Question

a) Explain and discuss the parameters that influence the price of European-style options and the nature...

  1. a) Explain and discuss the parameters that influence the price of European-style options and the nature of their impact.

b) Discuss ways in which a put or a call option may be used in hedging and speculation.

                                                                                                                                   

Homework Answers

Answer #1

1.a. European style options are those options which can only be exercised at the maturity period as it cannot be exercise before the date of the maturity.

There are various parameter that influence the price of European style options.-

I. Strike price-it is the price of which options is to be purchased and if the current market value is higher or lower than the strike price the options become exercisable.

II. Current market price-it refers to the current market value of a stock and it is to be compared with the the strike price and if the current market value is lower and higher than the strike price option is to be exercised.

III. Volatility-volatility generally increase the price of options as it gives traders hope that there would be higher fluctuations in the price so they could exercise option.

IV. Time to expiration- Time to expiration will provide higher time window in order to exercise an option, if there is more time available before the maturity of the option.

V. There are other factors like interest rates and inflation which are also impacting the price of the European option but to a very minimum extent.

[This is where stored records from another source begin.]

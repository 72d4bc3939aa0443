#![forbid(unsafe_code)]

mod provider;
mod sanitize_config;

pub use provider::{ParseProviderKindError, ProviderConfig, ProviderKind, WireFormat};
pub use sanitize_config::SanitizeConfig;

use std::collections::BTreeMap;

use serde::{Deserialize, Serialize};

/// Namespace every host-bound SVG root must declare.
pub const SVG_NAMESPACE: &str = "http://www.w3.org/2000/svg";

/// Namespace bound to the `xlink:` prefix.
pub const XLINK_NAMESPACE: &str = "http://www.w3.org/1999/xlink";

/// Node identifier to display label, as declared in diagram source.
///
/// Insertion keeps the first label seen for an identifier; later
/// declarations of the same node never replace it.
#[derive(Debug, Clone, Serialize, Deserialize, PartialEq, Eq, Default)]
#[serde(transparent)]
pub struct LabelMap {
    labels: BTreeMap<String, String>,
}

impl LabelMap {
    #[must_use]
    pub fn new() -> Self {
        Self::default()
    }

    /// Record `label` for `id` unless the id already has one.
    ///
    /// Blank labels are ignored. Returns whether the label was stored.
    pub fn insert_first(&mut self, id: &str, label: &str) -> bool {
        let label = label.trim();
        if id.is_empty() || label.is_empty() || self.labels.contains_key(id) {
            return false;
        }
        self.labels.insert(id.to_string(), label.to_string());
        true
    }

    #[must_use]
    pub fn get(&self, id: &str) -> Option<&str> {
        self.labels.get(id).map(String::as_str)
    }

    #[must_use]
    pub fn contains(&self, id: &str) -> bool {
        self.labels.contains_key(id)
    }

    #[must_use]
    pub fn len(&self) -> usize {
        self.labels.len()
    }

    #[must_use]
    pub fn is_empty(&self) -> bool {
        self.labels.is_empty()
    }

    pub fn iter(&self) -> impl Iterator<Item = (&str, &str)> {
        self.labels.iter().map(|(k, v)| (k.as_str(), v.as_str()))
    }
}

/// Failure taxonomy shared by the sanitizer and the provider orchestrator.
///
/// Callers branch on the kind for automated recovery (retry, fallback)
/// before choosing any user-facing wording.
#[derive(Debug, Clone, Copy, Serialize, Deserialize, PartialEq, Eq, Hash)]
pub enum FailureKind {
    /// Transport failed before any response arrived.
    Network,
    /// The request was cancelled, by the timeout or by the caller.
    Cancelled,
    /// Non-success HTTP status carrying the provider message.
    Http,
    /// 408/504 reported by the server or a gateway.
    ServerTimeout,
    /// Success response without usable completion text.
    EmptyCompletion,
    /// The SVG could not be made acceptable to the host.
    Sanitization,
    /// Settings rejected before any request was attempted.
    Configuration,
}

impl FailureKind {
    #[must_use]
    pub const fn as_str(self) -> &'static str {
        match self {
            Self::Network => "diagram/error/network",
            Self::Cancelled => "diagram/error/cancelled",
            Self::Http => "diagram/error/http",
            Self::ServerTimeout => "diagram/error/server-timeout",
            Self::EmptyCompletion => "diagram/error/empty-completion",
            Self::Sanitization => "diagram/error/sanitization",
            Self::Configuration => "diagram/error/configuration",
        }
    }

    /// Whether an automatic recovery path exists upstream of the caller.
    #[must_use]
    pub const fn is_recoverable(self) -> bool {
        matches!(self, Self::EmptyCompletion | Self::Sanitization)
    }
}

/// Which transform produced a document the host accepted.
#[derive(Debug, Clone, Copy, Serialize, Deserialize, PartialEq, Eq, Default)]
#[serde(rename_all = "lowercase")]
pub enum Fidelity {
    /// Full pipeline: styles inlined, labels injected.
    #[default]
    Full,
    /// Minimal sanitizer: parseable, reduced visual fidelity.
    Minimal,
}

impl Fidelity {
    #[must_use]
    pub const fn as_str(self) -> &'static str {
        match self {
            Self::Full => "full",
            Self::Minimal => "minimal",
        }
    }
}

1. B. Put options or Call option can be used as a tool for hedging & speculation as they provide the right to the option holder either to buy a specific number of share or other to sell a specific number of share before the maturity

One can hedge through call option , when a trader is short on some stock, and he will buy the call option in order to hedge himself from upside moment in the share to reduce is losses.

investors who holds the long-term portfolio, generally buy a put option in order to hedge themselves from the downside risk as when the market will go down, the value of the put option will increase, and it will minimise the overall loss.